■ **INPUT MATERIAL**
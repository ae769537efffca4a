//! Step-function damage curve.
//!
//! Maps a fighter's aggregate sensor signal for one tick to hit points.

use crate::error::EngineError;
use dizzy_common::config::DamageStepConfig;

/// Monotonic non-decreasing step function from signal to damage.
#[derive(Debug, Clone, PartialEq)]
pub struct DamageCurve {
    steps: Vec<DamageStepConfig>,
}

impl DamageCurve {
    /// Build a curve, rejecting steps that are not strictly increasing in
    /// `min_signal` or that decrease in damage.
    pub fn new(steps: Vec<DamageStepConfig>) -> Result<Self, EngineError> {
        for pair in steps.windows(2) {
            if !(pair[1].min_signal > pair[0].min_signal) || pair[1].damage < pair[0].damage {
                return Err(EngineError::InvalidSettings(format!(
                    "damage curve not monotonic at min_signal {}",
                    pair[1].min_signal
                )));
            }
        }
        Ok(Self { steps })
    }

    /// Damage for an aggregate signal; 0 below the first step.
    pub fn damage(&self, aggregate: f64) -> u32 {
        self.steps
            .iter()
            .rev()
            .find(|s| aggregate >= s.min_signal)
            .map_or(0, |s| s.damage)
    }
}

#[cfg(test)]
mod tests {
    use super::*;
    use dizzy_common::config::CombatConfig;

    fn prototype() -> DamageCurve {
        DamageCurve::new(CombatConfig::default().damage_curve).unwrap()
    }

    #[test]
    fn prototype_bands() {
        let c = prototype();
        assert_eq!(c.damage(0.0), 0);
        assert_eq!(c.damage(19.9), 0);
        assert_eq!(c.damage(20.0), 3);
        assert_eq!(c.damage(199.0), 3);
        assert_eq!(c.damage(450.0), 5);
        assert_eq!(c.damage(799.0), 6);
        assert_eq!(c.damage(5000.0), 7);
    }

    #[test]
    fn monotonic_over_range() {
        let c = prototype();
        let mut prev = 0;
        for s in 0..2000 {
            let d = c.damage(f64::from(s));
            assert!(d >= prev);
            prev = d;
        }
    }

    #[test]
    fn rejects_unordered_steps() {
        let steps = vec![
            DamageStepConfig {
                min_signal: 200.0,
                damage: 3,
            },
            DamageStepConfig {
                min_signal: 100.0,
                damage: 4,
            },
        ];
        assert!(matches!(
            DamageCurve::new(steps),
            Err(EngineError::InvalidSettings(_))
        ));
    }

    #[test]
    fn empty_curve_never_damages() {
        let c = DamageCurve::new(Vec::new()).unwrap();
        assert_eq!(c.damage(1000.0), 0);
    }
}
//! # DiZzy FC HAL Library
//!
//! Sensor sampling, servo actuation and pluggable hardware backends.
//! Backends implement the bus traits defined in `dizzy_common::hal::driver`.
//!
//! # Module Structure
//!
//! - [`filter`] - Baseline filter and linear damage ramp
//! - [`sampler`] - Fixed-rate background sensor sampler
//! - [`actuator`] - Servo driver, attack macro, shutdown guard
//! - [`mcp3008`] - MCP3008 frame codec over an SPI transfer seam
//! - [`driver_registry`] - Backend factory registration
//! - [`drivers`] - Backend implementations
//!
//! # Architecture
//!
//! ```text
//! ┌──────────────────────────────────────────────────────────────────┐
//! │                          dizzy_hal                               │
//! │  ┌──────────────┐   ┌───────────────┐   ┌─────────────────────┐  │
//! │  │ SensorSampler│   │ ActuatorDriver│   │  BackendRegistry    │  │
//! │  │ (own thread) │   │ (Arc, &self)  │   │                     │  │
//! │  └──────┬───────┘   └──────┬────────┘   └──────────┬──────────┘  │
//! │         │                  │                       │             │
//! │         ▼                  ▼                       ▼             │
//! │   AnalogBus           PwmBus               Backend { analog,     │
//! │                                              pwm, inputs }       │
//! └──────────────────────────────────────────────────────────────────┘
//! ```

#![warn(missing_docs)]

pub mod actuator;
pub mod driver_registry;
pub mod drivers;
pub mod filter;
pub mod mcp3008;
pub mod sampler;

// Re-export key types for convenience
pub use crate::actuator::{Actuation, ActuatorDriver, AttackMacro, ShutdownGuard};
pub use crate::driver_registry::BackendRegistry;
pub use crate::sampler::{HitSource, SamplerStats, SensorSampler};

■ **EXERCISE DIRECTIONS**
Retrieve every line above holding the word "SensorSampler".

■ **RESULT OF THE TASK**
//! │  │ SensorSampler│   │ ActuatorDriver│   │  BackendRegistry    │  │
pub use crate::sampler::{HitSource, SamplerStats, SensorSampler};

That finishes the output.